次に、Quest社の有する先進的な蛍光イメージング技術やノウハウを当社の製品開発に活用することができます。さらに、Quest社は分子イメージング技術という新しい技術の実現に向けて、さまざまなバイオテクノロジー企業と共同研究や開発を積極的に推進しており、将来的な技術獲得への足掛かりとなります。

今後も、これまで自社で培ってきた内視鏡のイメージング技術に加え、蛍光イメージングなどを活用し、より正確で安全な手術をサポートできる機器を提供していきます。

プロダクトパイプライン:治療機器事業

スライド19ページをご覧ください。治療機器事業のパイプラインです。第2四半期からの変更点としては、12月29日に買収が完了したべラン・メディカル・テクノロジーズ社の製品である電磁ナビゲーションシステムおよびシングルユース気管支鏡がポートフォリオに加わっております。

これらの製品やスパイレーションバルブシステム等により、呼吸器疾患の早期診断、低侵襲治療のポートフォリオを拡大してまいります。

呼吸器科市場における競争力を向上

スライド20ページをご覧ください。内視鏡事業同様、治療機器事業でも買収によるパイプラインの充実を図りました。12月、呼吸器インターベンション分野に注力するべラン・メディカル・テクノロジーズ社の買収を完了いたしました。

当社は呼吸器科領域において、内視鏡市場で確固たる地位を活用し、製品ポートフォリオの拡充により、肺がんの早期診断、治療に貢献をすることを目指しております。

肺がんの早期発見においては昨今、低線量CT検査によるスクリーニングが広まってきており、肺の末梢にある小型の病変が見つかるようになってきております。

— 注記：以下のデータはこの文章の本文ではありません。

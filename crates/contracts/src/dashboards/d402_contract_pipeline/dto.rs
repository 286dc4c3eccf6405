use crate::domain::a001_contract::aggregate::ContractStatus;
use serde::{Deserialize, Serialize};

/// Этап воронки договоров
#[derive(Debug, Clone, PartialEq, Serialize, Deserialize)]
pub struct PipelineStage {
    pub status: ContractStatus,
    pub label: String,
    pub count: u32,
    pub total_value: f64,
}

/// Динамика договоров по месяцам
#[derive(Debug, Clone, Default, PartialEq, Serialize, Deserialize)]
pub struct PipelineMonthRow {
    pub period: String,
    /// Создано договоров и предложений
    pub created: u32,
    /// Подписано в этом месяце
    pub signed: u32,
    /// Сумма подписанных
    pub signed_value: f64,
}

#[derive(Debug, Clone, Serialize, Deserialize)]
pub struct PipelineResponse {
    pub date_from: String,
    pub date_to: String,
    /// Все статусы в порядке воронки (включая пустые)
    pub stages: Vec<PipelineStage>,
    pub months: Vec<PipelineMonthRow>,
    /// Конверсия: подписанные и далее / все, кроме черновиков, %
    pub conversion_rate: f64,
    /// Сумма открытых договоров
    pub open_value: f64,
}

CTで見つけた病変を確定診断するためには、目的部位まで処置具を挿入し、組織や細胞を採取する必要がありますが、肺の末梢領域までに処置具を到達させるナビゲーション技術に強みを持っているのがべラン社でございます。

この電磁ナビゲーションシステムは、気管支の3D画像を見ながら、細く枝分かれした気管支末梢部への気管支鏡や処置具の挿入を支援するシステムであり、当社が持つ気管支鏡とのシナジーが期待できます。

また、同社は2020年11月にHunan Vathin Medical Instrument社と米国でのシングルユース内視鏡の販売について改定契約を結んでおります。これにより、米国において電磁ナビゲーションシステムとともに使用するHunan Vathin Medical Instrument社の気管支末梢部へのシングルユース気管支鏡のラインアップが加わり、呼吸器科のポートフォリオがさらに拡充されました。

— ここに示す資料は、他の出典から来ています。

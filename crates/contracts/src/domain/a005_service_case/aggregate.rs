use crate::domain::common::{AggregateId, AggregateRoot, BaseAggregate, EntityMetadata, Origin};
use crate::uuid_aggregate_id;
use chrono::{DateTime, NaiveDate, Utc};
use serde::{Deserialize, Serialize};

uuid_aggregate_id!(
    /// Уникальный идентификатор выезда
    ServiceCaseId
);

/// Статус выезда
#[derive(Debug, Clone, Copy, PartialEq, Eq, Hash, Serialize, Deserialize)]
#[serde(rename_all = "lowercase")]
pub enum CaseStatus {
    Scheduled,
    Completed,
    Cancelled,
}

impl CaseStatus {
    pub fn as_str(&self) -> &'static str {
        match self {
            CaseStatus::Scheduled => "scheduled",
            CaseStatus::Completed => "completed",
            CaseStatus::Cancelled => "cancelled",
        }
    }

    pub fn from_str_opt(s: &str) -> Option<Self> {
        match s {
            "scheduled" => Some(CaseStatus::Scheduled),
            "completed" => Some(CaseStatus::Completed),
            "cancelled" => Some(CaseStatus::Cancelled),
            _ => None,
        }
    }

    pub fn label(&self) -> &'static str {
        match self {
            CaseStatus::Scheduled => "Запланирован",
            CaseStatus::Completed => "Выполнен",
            CaseStatus::Cancelled => "Отменён",
        }
    }
}

/// Статус выставления счёта по выезду
#[derive(Debug, Clone, Copy, PartialEq, Eq, Hash, Serialize, Deserialize)]
#[serde(rename_all = "lowercase")]
pub enum InvoiceStatus {
    Unbilled,
    Invoiced,
    Paid,
    Overdue,
}

impl InvoiceStatus {
    pub fn as_str(&self) -> &'static str {
        match self {
            InvoiceStatus::Unbilled => "unbilled",
            InvoiceStatus::Invoiced => "invoiced",
            InvoiceStatus::Paid => "paid",
            InvoiceStatus::Overdue => "overdue",
        }
    }

    pub fn from_str_opt(s: &str) -> Option<Self> {
        match s {
            "unbilled" => Some(InvoiceStatus::Unbilled),
            "invoiced" => Some(InvoiceStatus::Invoiced),
            "paid" => Some(InvoiceStatus::Paid),
            "overdue" => Some(InvoiceStatus::Overdue),
            _ => None,
        }
    }

    pub fn label(&self) -> &'static str {
        match self {
            InvoiceStatus::Unbilled => "Не выставлен",
            InvoiceStatus::Invoiced => "Выставлен",
            InvoiceStatus::Paid => "Оплачен",
            InvoiceStatus::Overdue => "Просрочен",
        }
    }
}

/// Выезд техника к клиенту
#[derive(Debug, Clone, PartialEq, Serialize, Deserialize)]
pub struct ServiceCase {
    #[serde(flatten)]
    pub base: BaseAggregate<ServiceCaseId>,

    #[serde(rename = "caseDate")]
    pub case_date: NaiveDate,

    #[serde(rename = "technicianRef")]
    pub technician_ref: String,
    #[serde(rename = "technicianName", default)]
    pub technician_name: String,

    #[serde(rename = "customerRef")]
    pub customer_ref: String,
    #[serde(rename = "customerName", default)]
    pub customer_name: String,

    #[serde(rename = "contractRef", default)]
    pub contract_ref: Option<String>,

    /// Вредитель (например, "Грызуны", "Тараканы")
    #[serde(rename = "pestType")]
    pub pest_type: String,

    pub status: CaseStatus,
    pub price: f64,

    #[serde(rename = "materialCost")]
    pub material_cost: f64,

    #[serde(rename = "invoiceStatus")]
    pub invoice_status: InvoiceStatus,
    #[serde(rename = "invoicedAt", default)]
    pub invoiced_at: Option<DateTime<Utc>>,
    #[serde(rename = "paidAt", default)]
    pub paid_at: Option<DateTime<Utc>>,
}

impl ServiceCase {
    pub fn new_for_insert(dto: &ServiceCaseDto, code: String) -> Self {
        let mut base = BaseAggregate::new(ServiceCaseId::new_v4(), code, dto.description.clone());
        base.comment = dto.comment.clone();
        let mut case = Self {
            base,
            case_date: dto.case_date,
            technician_ref: dto.technician_ref.clone(),
            technician_name: String::new(),
            customer_ref: dto.customer_ref.clone(),
            customer_name: String::new(),
            contract_ref: dto.contract_ref.clone(),
            pest_type: dto.pest_type.clone(),
            status: dto.status,
            price: dto.price,
            material_cost: dto.material_cost,
            invoice_status: InvoiceStatus::Unbilled,
            invoiced_at: None,
            paid_at: None,
        };
        case.set_invoice_status(dto.invoice_status);
        case
    }

    pub fn to_string_id(&self) -> String {
        self.base.id.as_string()
    }

    pub fn update(&mut self, dto: &ServiceCaseDto) {
        if let Some(code) = dto.code.clone() {
            self.base.code = code;
        }
        self.base.description = dto.description.clone();
        self.base.comment = dto.comment.clone();
        self.case_date = dto.case_date;
        self.technician_ref = dto.technician_ref.clone();
        self.customer_ref = dto.customer_ref.clone();
        self.contract_ref = dto.contract_ref.clone();
        self.pest_type = dto.pest_type.clone();
        self.status = dto.status;
        self.price = dto.price;
        self.material_cost = dto.material_cost;
        self.set_invoice_status(dto.invoice_status);
    }

    /// Сменить статус счёта, проставив даты выставления и оплаты
    pub fn set_invoice_status(&mut self, status: InvoiceStatus) {
        let now = Utc::now();
        match status {
            InvoiceStatus::Unbilled => {
                self.invoiced_at = None;
                self.paid_at = None;
            }
            InvoiceStatus::Invoiced | InvoiceStatus::Overdue => {
                self.invoiced_at.get_or_insert(now);
                self.paid_at = None;
            }
            InvoiceStatus::Paid => {
                self.invoiced_at.get_or_insert(now);
                self.paid_at.get_or_insert(now);
            }
        }
        self.invoice_status = status;
    }

    /// Выезд приносит выручку только в статусе "выполнен"
    pub fn revenue(&self) -> f64 {
        if self.status == CaseStatus::Completed {
            self.price
        } else {
            0.0
        }
    }

    /// Комиссия техника по ставке
    pub fn commission(&self, rate: f64) -> f64 {
        self.revenue() * rate
    }

    pub fn validate(&self) -> Result<(), String> {
        if self.technician_ref.trim().is_empty() {
            return Err("Не указан техник".into());
        }
        if self.customer_ref.trim().is_empty() {
            return Err("Не указан клиент".into());
        }
        if self.pest_type.trim().is_empty() {
            return Err("Не указан вид вредителя".into());
        }
        if self.price < 0.0 || self.material_cost < 0.0 {
            return Err("Суммы не могут быть отрицательными".into());
        }
        if self.status != CaseStatus::Completed && self.invoice_status != InvoiceStatus::Unbilled
        {
            return Err("Счёт можно выставить только по выполненному выезду".into());
        }
        Ok(())
    }

    pub fn before_write(&mut self) {
        self.base.touch();
    }
}

impl AggregateRoot for ServiceCase {
    type Id = ServiceCaseId;

    fn id(&self) -> Self::Id {
        self.base.id
    }

    fn code(&self) -> &str {
        &self.base.code
    }

    fn description(&self) -> &str {
        &self.base.description
    }

    fn metadata(&self) -> &EntityMetadata {
        &self.base.metadata
    }

    fn metadata_mut(&mut self) -> &mut EntityMetadata {
        &mut self.base.metadata
    }

    fn aggregate_index() -> &'static str {
        "a005"
    }

    fn collection_name() -> &'static str {
        "service_case"
    }

    fn element_name() -> &'static str {
        "Выезд"
    }

    fn list_name() -> &'static str {
        "Выезды"
    }

    fn origin() -> Origin {
        Origin::Self_
    }
}

/// DTO для создания/обновления выезда
#[derive(Debug, Clone, Serialize, Deserialize)]
pub struct ServiceCaseDto {
    pub id: Option<String>,
    pub code: Option<String>,
    pub description: String,
    pub comment: Option<String>,

    #[serde(rename = "caseDate")]
    pub case_date: NaiveDate,
    #[serde(rename = "technicianRef")]
    pub technician_ref: String,
    #[serde(rename = "customerRef")]
    pub customer_ref: String,
    #[serde(rename = "contractRef", default)]
    pub contract_ref: Option<String>,
    #[serde(rename = "pestType")]
    pub pest_type: String,
    pub status: CaseStatus,
    pub price: f64,
    #[serde(rename = "materialCost", default)]
    pub material_cost: f64,
    #[serde(rename = "invoiceStatus")]
    pub invoice_status: InvoiceStatus,
}

/// Фильтр списка выездов
#[derive(Debug, Clone, Default, Serialize, Deserialize)]
pub struct CaseFilter {
    #[serde(default, skip_serializing_if = "Option::is_none")]
    pub date_from: Option<String>,
    #[serde(default, skip_serializing_if = "Option::is_none")]
    pub date_to: Option<String>,
    #[serde(default, skip_serializing_if = "Option::is_none")]
    pub technician_ref: Option<String>,
    #[serde(default, skip_serializing_if = "Option::is_none")]
    pub customer_ref: Option<String>,
    #[serde(default, skip_serializing_if = "Option::is_none")]
    pub status: Option<CaseStatus>,
}

#[cfg(test)]
mod tests {
    use super::*;

    fn dto(status: CaseStatus, invoice: InvoiceStatus) -> ServiceCaseDto {
        ServiceCaseDto {
            id: None,
            code: None,
            description: "Дезинсекция кухни".into(),
            comment: None,
            case_date: NaiveDate::from_ymd_opt(2025, 3, 14).unwrap(),
            technician_ref: "t-1".into(),
            customer_ref: "c-1".into(),
            contract_ref: None,
            pest_type: "Тараканы".into(),
            status,
            price: 4000.0,
            material_cost: 600.0,
            invoice_status: invoice,
        }
    }

    #[test]
    fn test_commission_only_for_completed() {
        let done = ServiceCase::new_for_insert(&dto(CaseStatus::Completed, InvoiceStatus::Unbilled), "C-1".into());
        assert_eq!(done.commission(0.1), 400.0);
        let planned = ServiceCase::new_for_insert(&dto(CaseStatus::Scheduled, InvoiceStatus::Unbilled), "C-2".into());
        assert_eq!(planned.commission(0.1), 0.0);
    }

    #[test]
    fn test_invoice_dates_follow_status() {
        let mut case = ServiceCase::new_for_insert(&dto(CaseStatus::Completed, InvoiceStatus::Invoiced), "C-1".into());
        assert!(case.invoiced_at.is_some());
        assert!(case.paid_at.is_none());
        case.set_invoice_status(InvoiceStatus::Paid);
        assert!(case.paid_at.is_some());
        case.set_invoice_status(InvoiceStatus::Unbilled);
        assert!(case.invoiced_at.is_none());
    }

    #[test]
    fn test_cannot_invoice_unfinished_case() {
        let case = ServiceCase::new_for_insert(&dto(CaseStatus::Scheduled, InvoiceStatus::Invoiced), "C-1".into());
        assert!(case.validate().is_err());
    }
}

リユース内視鏡とシングルユース内視鏡に対する基本認識

最後のページです、スライド21ページをご覧ください、当社のリユース内視鏡とシングルユース内視鏡に対する考え方について、改めてご説明いたします。リユース内視鏡は高度な観察性能、身体の中への挿入性、および治療における操作性などの機能とコストのバランスがとれており、引き続き高いニーズがあると考えております。

一方、シングルユース内視鏡はシングルユース内視鏡の価値が認められ、ニーズが顕在化している領域において成長を見込んでおります。

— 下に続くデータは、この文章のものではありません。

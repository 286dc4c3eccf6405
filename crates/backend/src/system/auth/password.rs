use anyhow::{anyhow, Result};
use argon2::password_hash::{rand_core::OsRng, PasswordHash, PasswordHasher, PasswordVerifier, SaltString};
use argon2::Argon2;

use crate::shared::error::DomainError;

const MIN_PASSWORD_LENGTH: usize = 8;

/// Hash password with Argon2id (PHC string)
pub fn hash_password(password: &str) -> Result<String> {
    let salt = SaltString::generate(&mut OsRng);
    let hash = Argon2::default()
        .hash_password(password.as_bytes(), &salt)
        .map_err(|e| anyhow!("Failed to hash password: {}", e))?;
    Ok(hash.to_string())
}

/// Verify password against stored hash
pub fn verify_password(password: &str, hash: &str) -> Result<bool> {
    let parsed = PasswordHash::new(hash).map_err(|e| anyhow!("Invalid password hash: {}", e))?;
    Ok(Argon2::default()
        .verify_password(password.as_bytes(), &parsed)
        .is_ok())
}

/// Минимальные требования к паролю
pub fn validate_password_strength(password: &str) -> Result<(), DomainError> {
    if password.chars().count() < MIN_PASSWORD_LENGTH {
        return Err(DomainError::Validation(format!(
            "Пароль должен содержать не менее {} символов",
            MIN_PASSWORD_LENGTH
        )));
    }
    if !password.chars().any(|c| c.is_alphabetic()) || !password.chars().any(|c| c.is_ascii_digit()) {
        return Err(DomainError::Validation(
            "Пароль должен содержать буквы и цифры".into(),
        ));
    }
    Ok(())
}

#[cfg(test)]
mod tests {
    use super::*;

    #[test]
    fn test_hash_and_verify() {
        let hash = hash_password("s3cret-pass").unwrap();
        assert!(hash.starts_with("$argon2"));
        assert!(verify_password("s3cret-pass", &hash).unwrap());
        assert!(!verify_password("wrong-pass1", &hash).unwrap());
    }

    #[test]
    fn test_invalid_hash_is_error() {
        assert!(verify_password("x", "not-a-hash").is_err());
    }

    #[test]
    fn test_password_strength() {
        assert!(validate_password_strength("short1").is_err());
        assert!(validate_password_strength("onlyletters").is_err());
        assert!(validate_password_strength("letters123").is_ok());
    }
}
use contracts::system::auth::UserRole;
use leptos::prelude::*;

use super::context::use_auth;

/// Показывает содержимое только пользователю с одной из ролей
#[component]
pub fn RequireRole(
    /// Допустимые роли; администратор допускается всегда
    roles: Vec<UserRole>,
    children: ChildrenFn,
) -> impl IntoView {
    let (auth_state, _) = use_auth();

    view! {
        <Show
            when=move || {
                auth_state.with(|state| {
                    state.is_admin() || state.role().map(|r| roles.contains(&r)).unwrap_or(false)
                })
            }
            fallback=|| view! { <div class="page-error">"Доступ запрещён"</div> }
        >
            {children()}
        </Show>
    }
}
//! Форматирование чисел для таблиц и карточек

/// Целое с разделителем разрядов (неразрывный пробел)
pub fn format_thousands(n: i64) -> String {
    let s = n.unsigned_abs().to_string();
    let mut result = String::new();
    for (i, ch) in s.chars().rev().enumerate() {
        if i > 0 && i % 3 == 0 {
            result.push('\u{00a0}');
        }
        result.push(ch);
    }
    if n < 0 {
        result.push('-');
    }
    result.chars().rev().collect()
}

/// Денежная сумма: "12 345,67 ₽"
pub fn format_money(value: f64) -> String {
    let cents = (value * 100.0).round() as i64;
    let int_part = cents / 100;
    let frac = (cents % 100).unsigned_abs();
    let sign = if cents < 0 && int_part == 0 { "-" } else { "" };
    format!("{}{},{:02} ₽", sign, format_thousands(int_part), frac)
}

pub fn format_percent(value: f64) -> String {
    format!("{:.1}%", value).replace('.', ",")
}

/// Размер файла для списка файлов
pub fn format_size(bytes: i64) -> String {
    const KB: f64 = 1024.0;
    let b = bytes as f64;
    if b >= KB * KB {
        format!("{:.1} МБ", b / KB / KB).replace('.', ",")
    } else if b >= KB {
        format!("{:.0} КБ", b / KB)
    } else {
        format!("{} Б", bytes)
    }
}

#[cfg(test)]
mod tests {
    use super::*;

    #[test]
    fn test_format_thousands() {
        assert_eq!(format_thousands(0), "0");
        assert_eq!(format_thousands(1234567), "1\u{00a0}234\u{00a0}567");
        assert_eq!(format_thousands(-1500), "-1\u{00a0}500");
    }

    #[test]
    fn test_format_money() {
        assert_eq!(format_money(1234.5), "1\u{00a0}234,50 ₽");
        assert_eq!(format_money(0.0), "0,00 ₽");
        assert_eq!(format_money(-0.5), "-0,50 ₽");
    }

    #[test]
    fn test_format_size() {
        assert_eq!(format_size(512), "512 Б");
        assert_eq!(format_size(2048), "2 КБ");
        assert_eq!(format_size(3 * 1024 * 1024 / 2), "1,5 МБ");
    }
}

具体的には、エマージェンシールームなど緊急や簡便な検査準備といった症例特有の需要がある領域。内視鏡の細さと耐久性の両立が求められる領域。より高度な感染管理が求められる領域ではシングルユース内視鏡ならではの価値を提供できると認識しております。

これらの領域では、オリンパスとしてシングルユース内視鏡をラインアップに加えることにより、内視鏡医療のあらゆるシーンに対応してまいります。

今後も、内視鏡のマーケットリーダーとしてリユース内視鏡およびシングルユース内視鏡の総合的なポートフォリオを構築し、症例に応じて、すべての患者さんに最適なソリューションを提供してまいります。私からの説明は以上でございます。